I don't want to be one of those people who always po-pos price: but yea, it's exactly twice as much as I'd want to pay for it. If it was $200-$300 CANADIAN for the base model I'd be first in line for it. At the $600 it's going to be I'm going to have to wait.



> It's something that will really appeal to some, and not to others. I personally am pretty interested in it, but wouldn't pay that price for it.


 All I have to say is WHEN WILL LEMUR BE IN THE APP STORE?!?!?!?! 

http://www.jazzmutant.com/lemur_overview.php


----------



## Jeff Flowerday (Jan 23, 2006)

Back to the theme of my original post.

PS) if for some reason this is too offensive to some, just let me know and I'll remove it.
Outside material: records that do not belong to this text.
// 缓存模块
// 读穿透缓存及其存储后端

pub mod entry;
pub mod keys;
pub mod read_through;
pub mod redis_store;
pub mod source;
pub mod store;

use std::fmt::Display;
use std::hash::Hash;
use std::time::Duration;

use thiserror::Error;

pub use entry::CacheEntry;
pub use read_through::{CacheConfig, ReadThroughCache};
pub use redis_store::RedisCacheStore;
pub use source::{SourceError, SourceOfRecord};
pub use store::{CacheStore, MemoryCacheStore};

/// 可以作为缓存键的实体标识
pub trait EntityId: Clone + Eq + Hash + Display + Send + Sync + 'static {
    /// 标识是否已经分配（例如数据库自增 ID 必须大于 0）
    fn is_assigned(&self) -> bool;
}

impl EntityId for i64 {
    fn is_assigned(&self) -> bool {
        *self > 0
    }
}

/// 缓存存储层错误
#[derive(Error, Debug)]
pub enum CacheStoreError {
    #[error("redis error: {0}")]
    Redis(#[from] redis::RedisError),

    #[error("serialization error: {0}")]
    Serialization(#[from] serde_json::Error),

    #[error("cache store timed out")]
    Timeout,

    #[error("{0}")]
    Other(String),
}

/// 读穿透缓存对外暴露的错误
#[derive(Error, Debug)]
pub enum CacheError {
    /// 标识未分配或不合法，请求不会到达任何存储
    #[error("invalid key: {0}")]
    InvalidKey(String),

    #[error("resource not found")]
    NotFound,

    #[error("cache unavailable: {0}")]
    CacheUnavailable(#[source] CacheStoreError),

    #[error("source of record unavailable: {0}")]
    SourceUnavailable(String),

    #[error("source of record timed out after {0:?}")]
    Timeout(Duration),

    #[error("invalid cache configuration: {0}")]
    InvalidConfig(&'static str),
}
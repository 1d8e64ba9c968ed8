use axum::{extract::State, response::IntoResponse};
use serde::Serialize;

use crate::{AppState, utils::success_to_api_response};

#[derive(Debug, Serialize)]
pub struct HealthResponse {
    pub status: &'static str,
    pub version: &'static str,
    pub cache_enabled: bool,
    pub rate_limit_enabled: bool,
}

pub async fn health(State(state): State<AppState>) -> impl IntoResponse {
    success_to_api_response(HealthResponse {
        status: "ok",
        version: env!("CARGO_PKG_VERSION"),
        cache_enabled: state.user_cache.is_some(),
        rate_limit_enabled: state.limiter.is_some(),
    })
}
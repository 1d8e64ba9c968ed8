use std::time::Duration;

use async_trait::async_trait;
use serde::Serialize;
use sqlx::{FromRow, PgPool};

use super::{StoreError, timed};

/// 角色按等级比较，等级高的拥有等级低的全部权限
#[derive(Debug, Clone, PartialEq, Eq, Serialize, FromRow)]
pub struct Role {
    pub id: i64,
    pub name: String,
    pub description: String,
    pub level: i32,
}

/// 新用户默认的角色
pub const DEFAULT_ROLE: &str = "user";
pub const MODERATOR_ROLE: &str = "moderator";
pub const ADMIN_ROLE: &str = "admin";

#[async_trait]
pub trait RoleRepository: Send + Sync {
    async fn get_by_name(&self, name: &str) -> Result<Role, StoreError>;
}

#[derive(Clone)]
pub struct RoleStore {
    pool: PgPool,
    query_timeout: Duration,
}

impl RoleStore {
    pub fn new(pool: PgPool, query_timeout: Duration) -> Self {
        Self {
            pool,
            query_timeout,
        }
    }
}

#[async_trait]
impl RoleRepository for RoleStore {
    async fn get_by_name(&self, name: &str) -> Result<Role, StoreError> {
        timed(self.query_timeout, async {
            sqlx::query_as::<_, Role>("SELECT id, name, description, level FROM roles WHERE name = $1")
                .bind(name)
                .fetch_optional(&self.pool)
                .await?
                .ok_or(StoreError::NotFound)
        })
        .await
    }
}
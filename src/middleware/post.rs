use axum::{
    extract::{Extension, Path, Request, State},
    middleware::Next,
    response::Response,
};

use crate::{
    AppState,
    error::AppError,
    store::{Post, UserProfile},
};

/// 按路径里的帖子ID加载帖子，放进请求扩展
///
/// 需要用 `route_layer` 挂载，路由匹配之后才有路径参数。
pub async fn post_context(
    State(state): State<AppState>,
    Path(post_id): Path<i64>,
    mut req: Request,
    next: Next,
) -> Result<Response, AppError> {
    let post = state.store.posts.get_by_id(post_id).await?;
    req.extensions_mut().insert(post);
    Ok(next.run(req).await)
}

/// 修改别人帖子所需的最低角色
#[derive(Clone)]
pub struct PostPermission {
    pub state: AppState,
    pub required_role: &'static str,
}

impl PostPermission {
    pub fn new(state: AppState, required_role: &'static str) -> Self {
        Self {
            state,
            required_role,
        }
    }
}

/// 作者本人直接放行，其他人的角色等级不能低于要求的角色
pub async fn check_post_ownership(
    State(permission): State<PostPermission>,
    Extension(me): Extension<UserProfile>,
    Extension(post): Extension<Post>,
    req: Request,
    next: Next,
) -> Result<Response, AppError> {
    if post.user_id == me.id {
        return Ok(next.run(req).await);
    }

    let role = permission
        .state
        .store
        .roles
        .get_by_name(permission.required_role)
        .await?;
    if me.role_level < role.level {
        tracing::debug!(
            user_id = me.id,
            post_id = post.id,
            required = permission.required_role,
            "post access denied"
        );
        return Err(AppError::Forbidden);
    }

    Ok(next.run(req).await)
}
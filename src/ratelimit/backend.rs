//! 进程内限流器和 Redis 限流器共用的准入接口

use async_trait::async_trait;

use super::{Decision, FixedWindowLimiter};

/// 按客户端键放行或拒绝请求
///
/// HTTP 中间件只依赖这个 trait，单实例用进程内计数，多实例部署换成共享计数存储。
#[async_trait]
pub trait AdmissionControl: Send + Sync {
    async fn allow(&self, key: &str) -> Decision;
}

#[async_trait]
impl AdmissionControl for FixedWindowLimiter {
    async fn allow(&self, key: &str) -> Decision {
        FixedWindowLimiter::allow(self, key)
    }
}
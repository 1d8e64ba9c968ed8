use axum::Json;
use bcrypt::{DEFAULT_COST, hash, verify};
use chrono::Utc;
use jsonwebtoken::{DecodingKey, EncodingKey, Header, Validation, decode, encode};
use serde::{Deserialize, Serialize};
use sha2::{Digest, Sha256};

use crate::config::Config;

/// 统一响应结构
#[derive(Debug, Serialize, Deserialize)]
pub struct ApiResponse<T> {
    pub code: i32,
    pub msg: String,
    #[serde(skip_serializing_if = "Option::is_none")]
    pub resp_data: Option<T>,
}

pub fn success_to_api_response<T: Serialize>(data: T) -> Json<ApiResponse<T>> {
    Json(ApiResponse {
        code: error_codes::SUCCESS,
        msg: "success".into(),
        resp_data: Some(data),
    })
}

pub fn error_to_api_response<T>(code: i32, msg: String) -> Json<ApiResponse<T>> {
    Json(ApiResponse {
        code,
        msg,
        resp_data: None,
    })
}

pub mod error_codes {
    pub const SUCCESS: i32 = 0;
    pub const VALIDATION_ERROR: i32 = 1000;
    pub const USER_EXISTS: i32 = 1001;
    pub const AUTH_FAILED: i32 = 1002;
    pub const PERMISSION_DENIED: i32 = 1003;
    pub const NOT_FOUND: i32 = 1004;
    pub const RATE_LIMIT: i32 = 1005;
    pub const CONFLICT: i32 = 1006;
    pub const TIMEOUT: i32 = 5004;
    pub const INTERNAL_ERROR: i32 = 5000;
}

pub fn hash_password(password: &str) -> Result<String, bcrypt::BcryptError> {
    hash(password.as_bytes(), DEFAULT_COST)
}

pub fn verify_password(password: &str, hash: &str) -> Result<bool, bcrypt::BcryptError> {
    verify(password.as_bytes(), hash)
}

/// 邀请令牌只以 SHA-256 摘要的形式落库
pub fn hash_invitation_token(token: &str) -> String {
    format!("{:x}", Sha256::digest(token.as_bytes()))
}

#[derive(Debug, Clone, Serialize, Deserialize)]
pub struct Claims {
    pub sub: i64,      // 用户ID
    pub exp: i64,      // 过期时间
    pub iat: i64,      // 签发时间
    pub nbf: i64,      // 生效时间
    pub iss: String,   // 签发者
    pub aud: String,   // 受众
}

pub fn generate_token(
    user_id: i64,
    config: &Config,
) -> Result<(String, i64), jsonwebtoken::errors::Error> {
    let now = Utc::now().timestamp();
    let expiration = now + config.jwt_expiration().as_secs() as i64;

    let claims = Claims {
        sub: user_id,
        exp: expiration,
        iat: now,
        nbf: now,
        iss: config.jwt_issuer.clone(),
        aud: config.jwt_issuer.clone(),
    };

    let token = encode(
        &Header::default(),
        &claims,
        &EncodingKey::from_secret(config.jwt_secret.as_bytes()),
    )?;

    Ok((token, expiration))
}

pub fn verify_token(token: &str, config: &Config) -> Result<Claims, jsonwebtoken::errors::Error> {
    let mut validation = Validation::default();
    validation.set_issuer(&[config.jwt_issuer.as_str()]);
    validation.set_audience(&[config.jwt_issuer.as_str()]);

    let token_data = decode::<Claims>(
        token,
        &DecodingKey::from_secret(config.jwt_secret.as_bytes()),
        &validation,
    )?;

    Ok(token_data.claims)
}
[YOUTUBE]FTzhXMbOWHE[/YOUTUBE]


----------



## Robert1950 (Jan 21, 2006)

It's first generation. Give it a few years.


----------



## Guest (Jan 28, 2010)

Jeff Flowerday said:


> Back to the theme of my original post.
> 
> PS) if for some reason this is too offensive to some, just let me know and I'll remove it.
> 
> [YOUTUBE]FTzhXMbOWHE[/YOUTUBE]


Embed fail. Can't see it on my iPhone! 

8 things that suck about the ipad: http://i.gizmodo.com/5458382/

Can't say I disagree with those.


----------



## Sneaky (Feb 14, 2006)

It's sham wow...

http://www.jackfm.ca/media/audio/media.jsp?content=20100127_131340_9992


----------



## WarrenG (Feb 3, 2006)

iaresee said:


> It has a mic. But no camera. A camera facing the user would be sweet. Not that there's a WebEx app for iPhone OS it'd be super sweet to do my video meetings on this thing. But this is first rev...I'm sure it'll evolve.
> 
> I think this is for people who don't own a laptop, maybe no iPhone. Just a desktop. I would have bought this for my wife instead of a netbook. The eBook support and battery life are enticing.
> 
> Definitely it'll canabalize Air sales. How well has the Air done? Always felt like a product that was about to be cut to me.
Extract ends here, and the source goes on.